Minnesota laws about dependent health insurance coverage
Minnesota laws governing dependent health insurance coverage are not consolidated in a single section of state statutes but scattered across several different sections of Minnesota law, covering several different topics. These include laws governing Small Employer Health Benefit Plans, the Health Insurance Portability and Accountability Act, and the Consolidated Omnibus Reconciliation Act.
Coverage
Minnesota requires all health plans that offer dependent coverage to cover newborn dependents from the moment of birth. In Minnesota, a newborn can be added to a fully insured health plan at any time. The law also requires coverage for handicapped dependents beyond the usual age limits.
Dependents must be allowed to enroll in a health insurance plan after an enrollment deadline expires if previous coverage was canceled through another group plan, federal health insurance extension allowances expired, or the dependant is a new spouse or newborn child.
As of 2010, Minnesota health insurance companies could deny coverage for 12 months to dependents with preexisting conditions.
Minnesota law forbids using the gender of an eligible dependent in determining premium rates.
Small Employer
Under a small employer group health plan, dependents, including spouses and children, may be covered but are not required to be covered.
HIPAA
Minnesota adopted a federal law known as the Health Insurance Portability and Accountability Act, which makes people who work at least 20 hours a week eligible to participate in an employer's health plan.

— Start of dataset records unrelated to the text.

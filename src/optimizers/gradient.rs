//! Gradient-ascent refinement of the restart batch for a fixed iteration
//! budget, the required path when the acquisition criterion is stochastic.
//!
//! The whole restart batch is stepped jointly: at each iteration every live
//! restart takes one ascent step and is projected back onto the bounds. No
//! convergence test is applied, the configured budget always runs to the end.
//! Optimizer state (moment accumulators of the adaptive rule) lives in an
//! explicit per-batch struct so concurrent optimization runs cannot interfere.
use crate::criteria::AcqCriterion;
use crate::surrogate::PosteriorSurrogate;
use crate::types::{AcqObjData, Bounds};
use ndarray::{Array1, Array2, Array3, Axis};

/// Update rule of the gradient-ascent optimizer
#[derive(Clone, Copy, Debug)]
pub(crate) enum GradientRule {
    /// Adaptive per-coordinate steps from first and second gradient moment
    /// estimates
    Adam { beta1: f64, beta2: f64, epsilon: f64 },
    /// Plain ascent with a fixed step size
    Fixed,
}

impl GradientRule {
    pub fn adam() -> Self {
        GradientRule::Adam {
            beta1: 0.9,
            beta2: 0.999,
            epsilon: 1e-8,
        }
    }
}

/// Moment estimates of the adaptive rule, one row per restart
struct MomentState {
    m: Array2<f64>,
    v: Array2<f64>,
}

/// Run `max_iters` ascent iterations on every restart of `batch` and return
/// the refined batch with the acquisition value per restart (NaN for restarts
/// killed by a non-finite value or gradient)
pub(crate) fn optimize_restarts_gradient(
    crit: &dyn AcqCriterion,
    model: &dyn PosteriorSurrogate,
    data: &AcqObjData,
    bounds: &Bounds,
    batch: &Array3<f64>,
    rule: GradientRule,
    max_iters: usize,
    learning_rate: f64,
) -> (Array3<f64>, Array1<f64>) {
    let (n_restarts, q, d) = batch.dim();
    let n = q * d;

    let mut xs = Array2::zeros((n_restarts, n));
    for r in 0..n_restarts {
        xs.row_mut(r)
            .assign(&batch.index_axis(Axis(0), r).iter().cloned().collect::<Array1<f64>>());
    }
    let mut alive = vec![true; n_restarts];
    let mut state = MomentState {
        m: Array2::zeros((n_restarts, n)),
        v: Array2::zeros((n_restarts, n)),
    };

    for iter in 0..max_iters {
        for r in 0..n_restarts {
            if !alive[r] {
                continue;
            }
            let x = xs.row(r).to_vec();
            let g = crit.grad(&x, model, data.best_f) / data.scale_acq;
            if g.iter().any(|v| !v.is_finite()) {
                log::warn!("restart {r} dropped: non-finite gradient at iteration {iter}");
                alive[r] = false;
                continue;
            }
            let mut row = xs.row_mut(r);
            match rule {
                GradientRule::Adam {
                    beta1,
                    beta2,
                    epsilon,
                } => {
                    let t = (iter + 1) as i32;
                    for j in 0..n {
                        let mj = beta1 * state.m[[r, j]] + (1. - beta1) * g[j];
                        let vj = beta2 * state.v[[r, j]] + (1. - beta2) * g[j] * g[j];
                        state.m[[r, j]] = mj;
                        state.v[[r, j]] = vj;
                        let m_hat = mj / (1. - beta1.powi(t));
                        let v_hat = vj / (1. - beta2.powi(t));
                        row[j] += learning_rate * m_hat / (v_hat.sqrt() + epsilon);
                    }
                }
                GradientRule::Fixed => {
                    for j in 0..n {
                        row[j] += learning_rate * g[j];
                    }
                }
            }
            let mut projected = row.to_vec();
            bounds.clamp(&mut projected);
            row.assign(&Array1::from(projected));
        }
    }

    let mut refined = batch.to_owned();
    let mut values = Array1::from_elem(n_restarts, f64::NAN);
    for r in 0..n_restarts {
        if !alive[r] {
            continue;
        }
        let x = xs.row(r).to_vec();
        let value = crit.value(&x, model, data.best_f);
        if value.is_finite() {
            refined
                .index_axis_mut(Axis(0), r)
                .assign(&xs.row(r).into_shape((q, d)).unwrap());
            values[r] = value;
        }
    }
    (refined, values)
}
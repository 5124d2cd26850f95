use acqopt::{
    optimize_acquisition, AcqOptConfig, AcqOptimizer, Bounds, GpPosterior, QExpectedImprovement,
    EI,
};
use ndarray::{array, Array1, Array2, Axis};

/// 6-d scenario: a smooth bowl peaking at x = 0.55 observed at 10 points.
fn training_data() -> (Array2<f64>, Array1<f64>) {
    let xt = array![
        [0.12, 0.45, 0.78, 0.33, 0.61, 0.09],
        [0.55, 0.52, 0.48, 0.60, 0.50, 0.57],
        [0.91, 0.18, 0.64, 0.72, 0.25, 0.83],
        [0.37, 0.84, 0.21, 0.15, 0.93, 0.41],
        [0.68, 0.29, 0.95, 0.51, 0.12, 0.76],
        [0.23, 0.67, 0.39, 0.88, 0.44, 0.18],
        [0.80, 0.73, 0.11, 0.42, 0.79, 0.64],
        [0.47, 0.08, 0.56, 0.97, 0.35, 0.30],
        [0.59, 0.96, 0.82, 0.26, 0.70, 0.92],
        [0.05, 0.38, 0.27, 0.69, 0.86, 0.49],
    ];
    let yt = xt.map_axis(Axis(1), |x| {
        1. - x.iter().map(|&v| (v - 0.55) * (v - 0.55)).sum::<f64>()
    });
    (xt, yt)
}

fn scenario() -> (GpPosterior, f64, Bounds) {
    let _ = env_logger::try_init();
    let (xt, yt) = training_data();
    let best_f = yt.iter().cloned().fold(f64::NEG_INFINITY, f64::max);
    let gp = GpPosterior::params()
        .theta(Array1::from_elem(6, 0.8))
        .fit(&xt, &yt)
        .expect("GP conditioning");
    let bounds = Bounds::new(Array1::zeros(6), Array1::ones(6)).expect("valid bounds");
    (gp, best_f, bounds)
}

fn l2_dist(a: &Array2<f64>, b: &Array2<f64>) -> f64 {
    (a - b).iter().map(|v| v * v).sum::<f64>().sqrt()
}

#[test]
fn test_analytic_and_mc_ei_find_the_same_candidate() {
    let (gp, best_f, bounds) = scenario();
    let config = AcqOptConfig::default().seed(42);

    let ei_res = optimize_acquisition(&EI, &gp, best_f, &bounds, &config).expect("EI maximized");
    let qei = QExpectedImprovement::new(1, 500, 0);
    let qei_res =
        optimize_acquisition(&qei, &gp, best_f, &bounds, &config).expect("qEI maximized");

    let dist = l2_dist(&ei_res.x_opt, &qei_res.x_opt);
    assert!(dist < 1e-2, "EI and qEI maximizers are {dist} apart");
    assert!(
        (ei_res.value - qei_res.value).abs() < 1e-2 * ei_res.value.max(1e-3),
        "EI value {} vs qEI value {}",
        ei_res.value,
        qei_res.value
    );
}

#[test]
fn test_seeded_runs_are_reproducible() {
    let (gp, best_f, bounds) = scenario();
    let config = AcqOptConfig::default().seed(7);

    let first = optimize_acquisition(&EI, &gp, best_f, &bounds, &config).expect("EI maximized");
    let second = optimize_acquisition(&EI, &gp, best_f, &bounds, &config).expect("EI maximized");
    assert_eq!(first.x_opt, second.x_opt);
    assert_eq!(first.value, second.value);
}

#[test]
fn test_gradient_ascent_matches_quasi_newton_quality() {
    let (gp, best_f, bounds) = scenario();
    let reference = optimize_acquisition(
        &EI,
        &gp,
        best_f,
        &bounds,
        &AcqOptConfig::default().seed(42),
    )
    .expect("EI maximized");

    // Adaptive steps settle within the standard budget
    let adam = optimize_acquisition(
        &EI,
        &gp,
        best_f,
        &bounds,
        &AcqOptConfig::default()
            .optimizer(AcqOptimizer::Adam)
            .max_iters(100)
            .learning_rate(0.015)
            .seed(42),
    )
    .expect("EI maximized");
    let adam_dist = l2_dist(&reference.x_opt, &adam.x_opt);
    assert!(adam_dist < 6e-2, "Adam ended {adam_dist} from the EI optimum");

    // The plain rule needs a larger budget to reach the same neighborhood
    let sga = optimize_acquisition(
        &EI,
        &gp,
        best_f,
        &bounds,
        &AcqOptConfig::default()
            .optimizer(AcqOptimizer::Sga)
            .max_iters(400)
            .learning_rate(0.15)
            .seed(42),
    )
    .expect("EI maximized");
    let sga_dist = l2_dist(&reference.x_opt, &sga.x_opt);
    assert!(sga_dist < 6e-2, "plain ascent ended {sga_dist} from the EI optimum");
}

#[test]
fn test_candidates_stay_within_bounds() {
    let (gp, best_f, bounds) = scenario();
    for optimizer in [AcqOptimizer::Slsqp, AcqOptimizer::Adam, AcqOptimizer::Sga] {
        let config = AcqOptConfig::default()
            .optimizer(optimizer)
            .max_iters(50)
            .seed(3);
        let res = optimize_acquisition(&EI, &gp, best_f, &bounds, &config).expect("EI maximized");
        assert!(
            res.x_opt.iter().all(|&v| (0. ..=1.).contains(&v)),
            "candidate {:?} escaped the unit box",
            res.x_opt
        );
    }
}

#[test]
fn test_batch_qei_proposes_q_points_within_bounds() {
    let (gp, best_f, bounds) = scenario();
    let qei = QExpectedImprovement::new(2, 256, 5);
    let config = AcqOptConfig::default()
        .num_restarts(10)
        .raw_samples(50)
        .seed(11);
    let res = optimize_acquisition(&qei, &gp, best_f, &bounds, &config).expect("qEI maximized");
    assert_eq!(res.x_opt.dim(), (2, 6));
    assert!(res.x_opt.iter().all(|&v| (0. ..=1.).contains(&v)));
    assert!(res.value.is_finite() && res.value >= 0.);
}
//! # 进度条工具
//!
//! 封装 `indicatif` 提供统一的进度条样式。
//!
//! ## 依赖关系
//! - 被 `writer.rs` 使用
//! - 使用 `indicatif` crate

use indicatif::{ProgressBar, ProgressStyle};

/// 创建标准进度条
pub fn create_progress_bar(len: u64, message: &str) -> ProgressBar {
    let pb = ProgressBar::new(len);
    pb.set_style(
        ProgressStyle::with_template(
            "{spinner:.green} [{elapsed_precise}] [{bar:40.cyan/blue}] {pos}/{len} ({eta}) {msg}",
        )
        .unwrap()
        .progress_chars("#>-"),
    );
    pb.set_message(message.to_string());
    pb
}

An employer may set the criteria necessary to join the plan, including the minimum length of service, wait period and number of hours worked.
Also known as the probationary period, the wait period is the time between the date of hire and the date you become eligible to join the employer's group health plan.
People who ask to enroll after the initial enrollment period expires, outside the open enrollment period, may still qualify to enroll during a special enrollment period.
The first time a new employee or dependents are eligible to join an employer's health plan, it is known as the initial enrollment period.
The time each year employees and dependents may elect to join a health plan is known as the open enrollment period.
Under certain circumstances, employees and dependents who miss initial or open enrollment may still be eligible to enroll in an employer's group health plan during the special enrollment period.
Employees and dependents qualify for special enrollment when they "lose their qualifying coverage because of legal separation, divorce, death, termination of employment, reduction of hours of employment, or exhaustion of COBRA or state continuation coverage," according to the Minnesota Department of Health website.
In a divorce setting, under both federal and state law, a spouse can extend coverage for up to 18 months or until he or she becomes covered under another group plan.
COBRA
The Consolidated Omnibus Reconciliation Act covers a wide range of topics, including health insurance coverage for dependents. Under COBRA, children who lose coverage as a result of a "qualifying event" have the right to continue their insurance coverage, usually at increased premiums. The length of extension depends on the qualifying event.
Qualifying events include:
Legal separation or divorce--Qualifies dependents for to 36 months extended coverage.
Termination of employment--Qualifies dependents for up to 18 months extended coverage.
Death--Dependents may extend health insurance coverage as long as they qualify as dependents.
Disability--Dependents may extend health insurance coverage as long as they qualify as dependents.
In divorce situations, Minnesota limits the additional amount a dependent must pay to continue coverage at 102 percent of the original premium cost.